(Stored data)
//! Ledger connection over Solana JSON-RPC.
//!
//! [`LedgerConnection`] is the capability the submitter and the confirmation
//! waiter depend on; [`RpcClient`] implements it against an HTTP endpoint.

use crate::config::ClientConfig;
use crate::error::{ClientError, Result};
use crate::retry::RetryStrategy;
use crate::types::{Commitment, LatestBlockhash, SendOptions, SignatureStatus, SimulationResult};
use async_trait::async_trait;
use base64::{engine::general_purpose::STANDARD as BASE64_STANDARD, Engine};
use reqwest::{Client, StatusCode};
use serde::{Deserialize, Serialize};
use serde_json::{json, Value};
use solana_sdk::hash::Hash;
use solana_sdk::signature::Signature;
use solana_sdk::transaction::Transaction;
use std::str::FromStr;
use std::sync::atomic::{AtomicU64, Ordering};
use std::sync::Arc;
use tracing::{debug, error, info};

/// JSON-RPC request ID type
type RequestId = u64;

/// Read/write access to the ledger
#[async_trait]
pub trait LedgerConnection: Send + Sync {
    /// Endpoint this connection talks to
    fn endpoint(&self) -> &str;

    /// Latest blockhash and its validity bound
    async fn get_latest_blockhash(&self) -> Result<LatestBlockhash>;

    /// Simulate a transaction against current ledger state
    async fn simulate_transaction(&self, transaction: &Transaction) -> Result<SimulationResult>;

    /// Broadcast a signed, serialized transaction
    async fn send_raw_transaction(&self, raw: &[u8], options: SendOptions) -> Result<Signature>;

    /// Statuses for a batch of signatures, one entry per input, in order
    async fn get_signature_statuses(
        &self,
        signatures: &[Signature],
    ) -> Result<Vec<Option<SignatureStatus>>>;

    /// Current block height
    async fn get_block_height(&self) -> Result<u64>;
}

/// Serialize a transaction to wire bytes
pub fn encode_transaction(transaction: &Transaction) -> Result<Vec<u8>> {
    bincode::serialize(transaction).map_err(|e| ClientError::TransactionEncoding(e.to_string()))
}

/// Solana JSON-RPC client
#[derive(Clone)]
pub struct RpcClient {
    /// HTTP client
    client: Client,
    /// RPC endpoint
    endpoint: String,
    /// Retry strategy for reads
    retry_strategy: RetryStrategy,
    /// Request ID counter
    request_id: Arc<AtomicU64>,
}

/// JSON-RPC request
#[derive(Debug, Serialize)]
struct JsonRpcRequest {
    jsonrpc: String,
    id: RequestId,
    method: String,
    params: Value,
}

/// JSON-RPC response
#[derive(Debug, Deserialize)]
#[allow(dead_code)]
struct JsonRpcResponse {
    jsonrpc: String,
    id: RequestId,
    #[serde(default)]
    result: Option<Value>,
    #[serde(default)]
    error: Option<JsonRpcError>,
}

/// JSON-RPC error
#[derive(Debug, Deserialize)]
struct JsonRpcError {
    code: i64,
    message: String,
}

impl RpcClient {
    /// Create a new RPC client for `endpoint`
    pub fn new(endpoint: &str, config: &ClientConfig) -> Result<Self> {
        url::Url::parse(endpoint)?;

        let client = Client::builder()
            .timeout(config.request_timeout)
            .build()
            .map_err(ClientError::NetworkError)?;

        Ok(Self {
            client,
            endpoint: endpoint.to_string(),
            retry_strategy: RetryStrategy::from_config(config),
            request_id: Arc::new(AtomicU64::new(1)),
        })
    }

    fn next_request_id(&self) -> RequestId {
        self.request_id.fetch_add(1, Ordering::SeqCst)
    }

    async fn post(&self, request: &JsonRpcRequest) -> Result<Value> {
        let response = self
            .client
            .post(&self.endpoint)
            .json(request)
            .send()
            .await
            .map_err(ClientError::NetworkError)?;

        let status = response.status();
        if status == StatusCode::TOO_MANY_REQUESTS {
            let retry_after = response
                .headers()
                .get("retry-after")
                .and_then(|v| v.to_str().ok())
                .and_then(|v| v.parse().ok())
                .unwrap_or(1);
            return Err(ClientError::RateLimitExceeded(retry_after));
        }
        if !status.is_success() {
            let error_text = response
                .text()
                .await
                .unwrap_or_else(|_| "Unknown error".to_string());
            return Err(ClientError::RpcError(format!(
                "HTTP {}: {}",
                status, error_text
            )));
        }

        let rpc_response: JsonRpcResponse = response
            .json()
            .await
            .map_err(|e| ClientError::InvalidResponse(e.to_string()))?;

        if let Some(error) = rpc_response.error {
            error!("RPC error: {} (code: {})", error.message, error.code);
            return Err(ClientError::RpcError(format!(
                "{} (code: {})",
                error.message, error.code
            )));
        }

        rpc_response
            .result
            .ok_or_else(|| ClientError::RpcError("Missing result in response".to_string()))
    }

    fn request(&self, method: &str, params: Value) -> JsonRpcRequest {
        let request_id = self.next_request_id();
        debug!("RPC request: {} (id: {})", method, request_id);

        JsonRpcRequest {
            jsonrpc: "2.0".to_string(),
            id: request_id,
            method: method.to_string(),
            params,
        }
    }

    /// Make a JSON-RPC call, retrying transient failures
    async fn call_rpc(&self, method: &str, params: Value) -> Result<Value> {
        let request = self.request(method, params);
        self.retry_strategy.retry(|| self.post(&request)).await
    }

    /// Make a JSON-RPC call exactly once
    async fn call_rpc_once(&self, method: &str, params: Value) -> Result<Value> {
        let request = self.request(method, params);
        self.post(&request).await
    }

    /// Health check - `getHealth` answers `"ok"` on a healthy node
    pub async fn health_check(&self) -> Result<bool> {
        debug!("Performing RPC health check");

        match self.call_rpc("getHealth", json!([])).await {
            Ok(result) if result.as_str() == Some("ok") => {
                info!("RPC health check passed");
                Ok(true)
            }
            Ok(other) => Err(ClientError::InvalidResponse(format!(
                "Unexpected health response: {}",
                other
            ))),
            Err(e) => {
                error!("RPC health check failed: {:?}", e);
                Err(e)
            }
        }
    }

    /// Current slot
    pub async fn get_slot(&self) -> Result<u64> {
        let result = self
            .call_rpc("getSlot", json!([{ "commitment": "confirmed" }]))
            .await?;

        result
            .as_u64()
            .ok_or_else(|| ClientError::InvalidResponse("Slot is not a number".to_string()))
    }
}

#[async_trait]
impl LedgerConnection for RpcClient {
    fn endpoint(&self) -> &str {
        &self.endpoint
    }

    async fn get_latest_blockhash(&self) -> Result<LatestBlockhash> {
        info!("Fetching latest blockhash from {}", self.endpoint);

        let result = self
            .call_rpc(
                "getLatestBlockhash",
                json!([{ "commitment": Commitment::Finalized.as_str() }]),
            )
            .await?;

        let value = &result["value"];
        let blockhash = value["blockhash"].as_str().ok_or_else(|| {
            ClientError::InvalidResponse("Missing blockhash in response".to_string())
        })?;
        let blockhash = Hash::from_str(blockhash)
            .map_err(|e| ClientError::InvalidResponse(format!("Bad blockhash: {}", e)))?;
        let last_valid_block_height = value["lastValidBlockHeight"].as_u64().ok_or_else(|| {
            ClientError::InvalidResponse("Missing lastValidBlockHeight in response".to_string())
        })?;

        debug!(
            "Latest blockhash: {} (valid until height {})",
            blockhash, last_valid_block_height
        );

        Ok(LatestBlockhash {
            blockhash,
            last_valid_block_height,
        })
    }

    async fn simulate_transaction(&self, transaction: &Transaction) -> Result<SimulationResult> {
        info!("Simulating transaction");

        let encoded = BASE64_STANDARD.encode(encode_transaction(transaction)?);
        let params = json!([
            encoded,
            {
                "encoding": "base64",
                "sigVerify": false,
                "commitment": Commitment::Confirmed.as_str(),
            }
        ]);

        let result = self.call_rpc("simulateTransaction", params).await?;
        let simulation: SimulationResult = serde_json::from_value(result["value"].clone())?;

        debug!(
            "Simulation completed. Success: {}, units: {:?}",
            simulation.is_ok(),
            simulation.units_consumed
        );

        Ok(simulation)
    }

    async fn send_raw_transaction(&self, raw: &[u8], options: SendOptions) -> Result<Signature> {
        info!("Sending transaction to {}", self.endpoint);

        let params = json!([
            BASE64_STANDARD.encode(raw),
            {
                "encoding": "base64",
                "skipPreflight": options.skip_preflight,
                "preflightCommitment": options.preflight_commitment.as_str(),
            }
        ]);

        let result = self.call_rpc_once("sendTransaction", params).await?;

        let signature = result.as_str().ok_or_else(|| {
            ClientError::InvalidResponse("Missing signature in send response".to_string())
        })?;
        let signature = Signature::from_str(signature)
            .map_err(|e| ClientError::InvalidResponse(format!("Bad signature: {}", e)))?;

        info!("Transaction sent: {}", signature);
        Ok(signature)
    }

    async fn get_signature_statuses(
        &self,
        signatures: &[Signature],
    ) -> Result<Vec<Option<SignatureStatus>>> {
        debug!("Fetching statuses for {} signatures", signatures.len());

        let encoded: Vec<String> = signatures.iter().map(|s| s.to_string()).collect();
        let result = self
            .call_rpc(
                "getSignatureStatuses",
                json!([encoded, { "searchTransactionHistory": false }]),
            )
            .await?;

        let statuses: Vec<Option<SignatureStatus>> =
            serde_json::from_value(result["value"].clone())?;

        if statuses.len() != signatures.len() {
            return Err(ClientError::InvalidResponse(format!(
                "Expected {} statuses, got {}",
                signatures.len(),
                statuses.len()
            )));
        }

        Ok(statuses)
    }

    async fn get_block_height(&self) -> Result<u64> {
        let result = self
            .call_rpc(
                "getBlockHeight",
                json!([{ "commitment": Commitment::Confirmed.as_str() }]),
            )
            .await?;

        result
            .as_u64()
            .ok_or_else(|| ClientError::InvalidResponse("Block height is not a number".to_string()))
    }
}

How to complete this task:
Reproduce precisely, and with no line left out, each line from the top of the entries through the line that carries "use std::str::FromStr;".

Response area:
//! Ledger connection over Solana JSON-RPC.
//!
//! [`LedgerConnection`] is the capability the submitter and the confirmation
//! waiter depend on; [`RpcClient`] implements it against an HTTP endpoint.

use crate::config::ClientConfig;
use crate::error::{ClientError, Result};
use crate::retry::RetryStrategy;
use crate::types::{Commitment, LatestBlockhash, SendOptions, SignatureStatus, SimulationResult};
use async_trait::async_trait;
use base64::{engine::general_purpose::STANDARD as BASE64_STANDARD, Engine};
use reqwest::{Client, StatusCode};
use serde::{Deserialize, Serialize};
use serde_json::{json, Value};
use solana_sdk::hash::Hash;
use solana_sdk::signature::Signature;
use solana_sdk::transaction::Transaction;
use std::str::FromStr;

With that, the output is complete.